Hochschild moves out of the comfort zone of like-minded thinkers in Berkeley, California to the Southern tip of Louisiana. She explores the divide between the environment and development, the right and the left, capitalism and democracy, all in an attempt to truly listen, engage in sense-making, and build empathy for those who live and breathe beyond the divide.
It is by far one of the most intriguing books that have hit my post-doc night stand. I have gained three valuable insights from this must-read that I encourage every leader to explore.
- Do not assume you know. We will never know any experience except our own. Everyone deserves the right to tell his or her own story to an unassuming listener.
- The majority of Americans have similar interests. We want to protect what we love, and we want to provide for our families and our future. When we strip away the differences, we are left with surprising similarities.
- It is harder to listen than to defend, but the rewards of listening are much greater when we set aside our assumptions, beliefs, and judgments and sit in curiosity of the other. Empathy can cultivate in our hearts and souls when we take a seat in curiosity and questions versus knowledge and expertise.

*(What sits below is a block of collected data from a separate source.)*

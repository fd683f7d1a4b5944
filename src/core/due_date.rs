use crate::core::time_range::{TimeInterval, TimeRange};
use crate::core::time_span::TimeSpan;
use crate::core::workdays::WorkdaysConfiguration;
use crate::domain::model::Issue;
use crate::utils::error::Result;
use chrono::NaiveDateTime;

/// Walks working windows forward from an issue until its lead time is used up.
pub struct DueDateCalculator<'a> {
    workdays_configuration: &'a WorkdaysConfiguration,
}

impl<'a> DueDateCalculator<'a> {
    pub fn new(workdays_configuration: &'a WorkdaysConfiguration) -> Self {
        Self {
            workdays_configuration,
        }
    }

    /// Expects an issue that passed [`crate::core::validator::IssueValidator`].
    ///
    /// Fails with `NotAWorkingDay` or `InvalidRange` when the issue lies
    /// outside its working day.
    pub fn calculate_due_date(&self, issue: &Issue) -> Result<NaiveDateTime> {
        let issue_date = issue.date();
        let mut minutes_left = issue.lead_time_minutes();

        let end_of_day = self.workdays_configuration.working_day(issue_date.date())?.end();
        let mut window = TimeRange::new(issue_date, end_of_day)?;

        loop {
            let consumed = minutes_left.min(window.duration_minutes());
            window = window.shrink_start(TimeSpan::from_minutes(consumed as u32))?;
            minutes_left -= consumed;

            tracing::debug!(
                window = %window,
                consumed,
                minutes_left,
                "Consumed working window"
            );

            if minutes_left <= 0 {
                break;
            }

            window = self.workdays_configuration.next_working_day(window.end().date())?;
        }

        Ok(window.start())
    }
}
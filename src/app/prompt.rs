use crate::utils::error::Result;
use chrono::{NaiveDate, NaiveTime};
use std::io::{self, BufRead, Write};

/// Raw issue arguments, either given on the command line or asked for.
#[derive(Debug, Clone, PartialEq, Eq)]
pub struct IssueArguments {
    pub issue_date: String,
    pub issue_time: String,
    pub lead_time: String,
}

/// Asks for values on `input`, re-asking until an answer parses.
pub struct Prompter<R, W> {
    input: R,
    output: W,
}

impl Prompter<io::StdinLock<'static>, io::Stderr> {
    /// Reads answers from stdin and writes questions to stderr, keeping
    /// stdout for the rendered result.
    pub fn terminal() -> Self {
        Self::new(io::stdin().lock(), io::stderr())
    }
}

impl<R: BufRead, W: Write> Prompter<R, W> {
    pub fn new(input: R, output: W) -> Self {
        Self { input, output }
    }

    /// Fills in whatever the command line left out.
    pub fn complete(
        &mut self,
        issue_date: Option<String>,
        issue_time: Option<String>,
        lead_time: Option<String>,
    ) -> Result<IssueArguments> {
        let issue_date = match issue_date {
            Some(value) => value,
            None => self.ask(
                "Please enter the date of the issue (format: \"YYYY-MM-DD\"): ",
                |answer| NaiveDate::parse_from_str(answer, "%Y-%m-%d").is_ok(),
            )?,
        };
        let issue_time = match issue_time {
            Some(value) => value,
            None => self.ask(
                "Please enter the time of the issue (format: \"HH:MM\"): ",
                |answer| NaiveTime::parse_from_str(answer, "%H:%M").is_ok(),
            )?,
        };
        let lead_time = match lead_time {
            Some(value) => value,
            None => self.ask(
                "Please enter the lead time of the issue (in hours): ",
                |answer| answer.parse::<u32>().is_ok(),
            )?,
        };

        Ok(IssueArguments {
            issue_date,
            issue_time,
            lead_time,
        })
    }

    fn ask(&mut self, question: &str, accept: impl Fn(&str) -> bool) -> Result<String> {
        loop {
            write!(self.output, "{}", question)?;
            self.output.flush()?;

            let mut line = String::new();
            if self.input.read_line(&mut line)? == 0 {
                return Err(io::Error::new(
                    io::ErrorKind::UnexpectedEof,
                    "input ended before a valid value was entered",
                )
                .into());
            }

            let answer = line.trim();
            if accept(answer) {
                return Ok(answer.to_string());
            }
            writeln!(self.output, "The entered value is invalid, please try again!")?;
        }
    }
}
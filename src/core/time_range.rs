//! Closed ranges of local (timezone-naive) instants.

use crate::core::time_span::TimeSpan;
use crate::utils::error::{DueDateError, Result};
use chrono::{Datelike, Local, NaiveDate, NaiveDateTime};
use serde::Serialize;
use std::fmt;

/// Lower bound of an unbounded range.
pub const MIN_VALUE: &str = "1970-01-01 01:00:00";
/// Upper bound of an unbounded range.
pub const MAX_VALUE: &str = "2999-01-01 00:00:00";

const INSTANT_FORMATS: [&str; 6] = [
    "%Y-%m-%d %H:%M:%S",
    "%Y-%m-%d %H:%M",
    "%Y/%m/%d %H:%M:%S",
    "%Y/%m/%d %H:%M",
    "%Y-%m-%dT%H:%M:%S",
    "%Y-%m-%dT%H:%M",
];

pub trait TimeInterval {
    fn start(&self) -> NaiveDateTime;
    fn end(&self) -> NaiveDateTime;
}

/// Parses an instant such as `2023-01-03 14:00`.
///
/// A bare `YYYY-MM-DD` date is read as midnight.
pub fn parse_instant(value: &str) -> Result<NaiveDateTime> {
    let value = value.trim();
    INSTANT_FORMATS
        .iter()
        .find_map(|format| NaiveDateTime::parse_from_str(value, format).ok())
        .or_else(|| {
            NaiveDate::parse_from_str(value, "%Y-%m-%d")
                .ok()
                .and_then(|date| date.and_hms_opt(0, 0, 0))
        })
        .ok_or_else(|| DueDateError::parse(value, "expected YYYY-MM-DD HH:MM"))
}

/// An immutable `[start, end]` range with `start <= end`.
///
/// Every transform returns a new range and re-checks the invariant.
#[derive(Debug, Clone, Copy, PartialEq, Eq, Hash, Serialize)]
pub struct TimeRange {
    start: NaiveDateTime,
    end: NaiveDateTime,
}

impl TimeRange {
    pub fn new(start: NaiveDateTime, end: NaiveDateTime) -> Result<Self> {
        if start > end {
            return Err(DueDateError::InvalidRange {
                start: start.to_string(),
                end: end.to_string(),
            });
        }
        Ok(Self { start, end })
    }

    /// For bounds whose order the caller already guarantees.
    pub(crate) fn ordered(start: NaiveDateTime, end: NaiveDateTime) -> Self {
        debug_assert!(start <= end, "range bounds out of order");
        Self { start, end }
    }

    pub fn parse(start: &str, end: &str) -> Result<Self> {
        Self::new(parse_instant(start)?, parse_instant(end)?)
    }

    /// A zero-width range at `instant`.
    pub fn moment(instant: NaiveDateTime) -> Self {
        Self {
            start: instant,
            end: instant,
        }
    }

    pub fn moment_now() -> Self {
        Self::moment(Local::now().naive_local())
    }

    pub fn is_moment(&self) -> bool {
        self.start == self.end
    }

    /// Elapsed time between start and end, whole months first.
    pub fn duration(&self) -> TimeSpan {
        let (from, to) = (self.start, self.end);
        let mut months = (to.year() - from.year()) * 12 + to.month() as i32 - from.month() as i32;

        let anchor = loop {
            match months_after(from, months) {
                Some(anchor) if anchor <= to => break anchor,
                _ if months > 0 => months -= 1,
                _ => {
                    months = 0;
                    break from;
                }
            }
        };

        let rest = to - anchor;
        let months = months.max(0) as u32;
        TimeSpan::new(
            months / 12,
            months % 12,
            rest.num_days() as u32,
            (rest.num_hours() % 24) as u32,
            (rest.num_minutes() % 60) as u32,
            (rest.num_seconds() % 60) as u32,
        )
    }

    /// Elapsed whole minutes between start and end.
    pub fn duration_minutes(&self) -> i64 {
        (self.end - self.start).num_minutes()
    }

    /// Moves the start backward by `span`.
    pub fn expand_start(&self, span: TimeSpan) -> Result<Self> {
        let start = span
            .sub_from(self.start)
            .ok_or_else(|| DueDateError::out_of_range("expand range start"))?;
        Self::new(start, self.end)
    }

    /// Moves the end forward by `span`.
    pub fn expand_end(&self, span: TimeSpan) -> Result<Self> {
        let end = span
            .add_to(self.end)
            .ok_or_else(|| DueDateError::out_of_range("expand range end"))?;
        Self::new(self.start, end)
    }

    /// Moves the start forward by `span`.
    pub fn shrink_start(&self, span: TimeSpan) -> Result<Self> {
        let start = span
            .add_to(self.start)
            .ok_or_else(|| DueDateError::out_of_range("shrink range start"))?;
        Self::new(start, self.end)
    }

    /// Moves the end backward by `span`.
    pub fn shrink_end(&self, span: TimeSpan) -> Result<Self> {
        let end = span
            .sub_from(self.end)
            .ok_or_else(|| DueDateError::out_of_range("shrink range end"))?;
        Self::new(self.start, end)
    }

    /// Closed containment: `other` lies entirely within this range.
    pub fn contains<I: TimeInterval + ?Sized>(&self, other: &I) -> bool {
        self.start <= other.start() && other.end() <= self.end
    }
}

fn months_after(instant: NaiveDateTime, months: i32) -> Option<NaiveDateTime> {
    instant.checked_add_months(chrono::Months::new(u32::try_from(months).ok()?))
}

impl TimeInterval for TimeRange {
    fn start(&self) -> NaiveDateTime {
        self.start
    }

    fn end(&self) -> NaiveDateTime {
        self.end
    }
}

impl Default for TimeRange {
    /// The unbounded range, from [`MIN_VALUE`] to [`MAX_VALUE`].
    fn default() -> Self {
        Self {
            start: parse_instant(MIN_VALUE).unwrap_or_default(),
            end: parse_instant(MAX_VALUE).unwrap_or(NaiveDateTime::MAX),
        }
    }
}

impl fmt::Display for TimeRange {
    fn fmt(&self, f: &mut fmt::Formatter<'_>) -> fmt::Result {
        write!(
            f,
            "{}-{}",
            self.start.format("%Y-%m-%d %H:%M"),
            self.end.format("%Y-%m-%d %H:%M")
        )
    }
}

#[cfg(test)]
mod tests {
    use super::*;

    fn range(start: &str, end: &str) -> TimeRange {
        TimeRange::parse(start, end).unwrap()
    }

    #[test]
    fn test_rejects_inverted_range() {
        let result = TimeRange::parse("2023-01-03 16:00", "2023-01-03 08:00");
        assert!(matches!(result, Err(DueDateError::InvalidRange { .. })));
    }

    #[test]
    fn test_parse_instant_formats() {
        let expected = NaiveDate::from_ymd_opt(2023, 1, 3)
            .unwrap()
            .and_hms_opt(14, 0, 0)
            .unwrap();
        assert_eq!(parse_instant("2023-01-03 14:00").unwrap(), expected);
        assert_eq!(parse_instant("2023/01/03 14:00:00").unwrap(), expected);
        assert_eq!(parse_instant("2023-01-03T14:00").unwrap(), expected);
        assert_eq!(
            parse_instant("2023-01-03").unwrap(),
            expected.date().and_hms_opt(0, 0, 0).unwrap()
        );
        assert!(parse_instant("03.01.2023").is_err());
        assert!(parse_instant("2023-02-30 10:00").is_err());
    }

    #[test]
    fn test_default_is_unbounded() {
        let unbounded = TimeRange::default();
        assert_eq!(unbounded.start(), parse_instant(MIN_VALUE).unwrap());
        assert_eq!(unbounded.end(), parse_instant(MAX_VALUE).unwrap());
        assert!(unbounded.contains(&range("2023-01-03 08:00", "2023-01-03 16:00")));
    }

    #[test]
    fn test_moment() {
        let instant = parse_instant("2023-01-03 14:00").unwrap();
        let moment = TimeRange::moment(instant);
        assert!(moment.is_moment());
        assert_eq!(moment.duration(), TimeSpan::ZERO);
        assert!(!range("2023-01-03 08:00", "2023-01-03 16:00").is_moment());
    }

    #[test]
    fn test_moment_now_reads_local_clock() {
        let before = Local::now().naive_local();
        let now = TimeRange::moment_now();
        let after = Local::now().naive_local();

        assert!(now.is_moment());
        assert!(TimeRange::new(before, after).unwrap().contains(&now));
    }

    #[test]
    fn test_contains_is_closed() {
        let day = range("2023-01-03 08:00", "2023-01-03 16:00");
        let at = |s: &str| TimeRange::moment(parse_instant(s).unwrap());

        assert!(day.contains(&at("2023-01-03 08:00")));
        assert!(day.contains(&at("2023-01-03 16:00")));
        assert!(day.contains(&at("2023-01-03 12:30")));
        assert!(!day.contains(&at("2023-01-03 07:59")));
        assert!(!day.contains(&at("2023-01-03 16:01")));
        assert!(day.contains(&day));
        assert!(!day.contains(&range("2023-01-03 15:00", "2023-01-03 17:00")));
    }

    #[test]
    fn test_duration_within_day() {
        let span = range("2023-01-03 14:00", "2023-01-03 16:30").duration();
        assert_eq!(span, TimeSpan::new(0, 0, 0, 2, 30, 0));
        assert_eq!(range("2023-01-03 14:00", "2023-01-03 16:30").duration_minutes(), 150);
    }

    #[test]
    fn test_duration_across_months() {
        let span = range("2023-01-31 10:00", "2023-03-02 09:15").duration();
        // Jan 31 + 1 month clamps to Feb 28; two more days minus 45 minutes remain.
        assert_eq!(span, TimeSpan::new(0, 1, 1, 23, 15, 0));

        let span = range("2022-01-03 08:00", "2023-02-03 09:00").duration();
        assert_eq!(span, TimeSpan::new(1, 1, 0, 1, 0, 0));
    }

    #[test]
    fn test_transforms_return_new_ranges() {
        let day = range("2023-01-03 08:00", "2023-01-03 16:00");
        let hour = TimeSpan::from_hours(1);

        assert_eq!(day.shrink_start(hour).unwrap(), range("2023-01-03 09:00", "2023-01-03 16:00"));
        assert_eq!(day.shrink_end(hour).unwrap(), range("2023-01-03 08:00", "2023-01-03 15:00"));
        assert_eq!(day.expand_start(hour).unwrap(), range("2023-01-03 07:00", "2023-01-03 16:00"));
        assert_eq!(day.expand_end(hour).unwrap(), range("2023-01-03 08:00", "2023-01-03 17:00"));
        assert_eq!(day, range("2023-01-03 08:00", "2023-01-03 16:00"));
    }

    #[test]
    fn test_shrinking_past_other_bound_fails() {
        let day = range("2023-01-03 08:00", "2023-01-03 16:00");
        assert!(day.shrink_start(TimeSpan::from_hours(9)).is_err());
        assert!(day.shrink_end(TimeSpan::from_hours(9)).is_err());
        assert!(day.shrink_start(TimeSpan::from_hours(8)).unwrap().is_moment());
    }
}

As leaders and professionals, we need to find time to peruse material that does not sharpen what we already know, but material that unsettles and challenges us to go deeper into what we believe and why. “Strangers in Their Own Land: Anger and Mourning on the American Right, a Journey to the Heart of our Political Divide,” is the perfect dose of heart-breaking and soul-feeding insight deserving of every leader’s night stand. For those who have read it – I would welcome your viewpoints!
Who thinks different than you and what would it take to sit in gentle curiosity of them?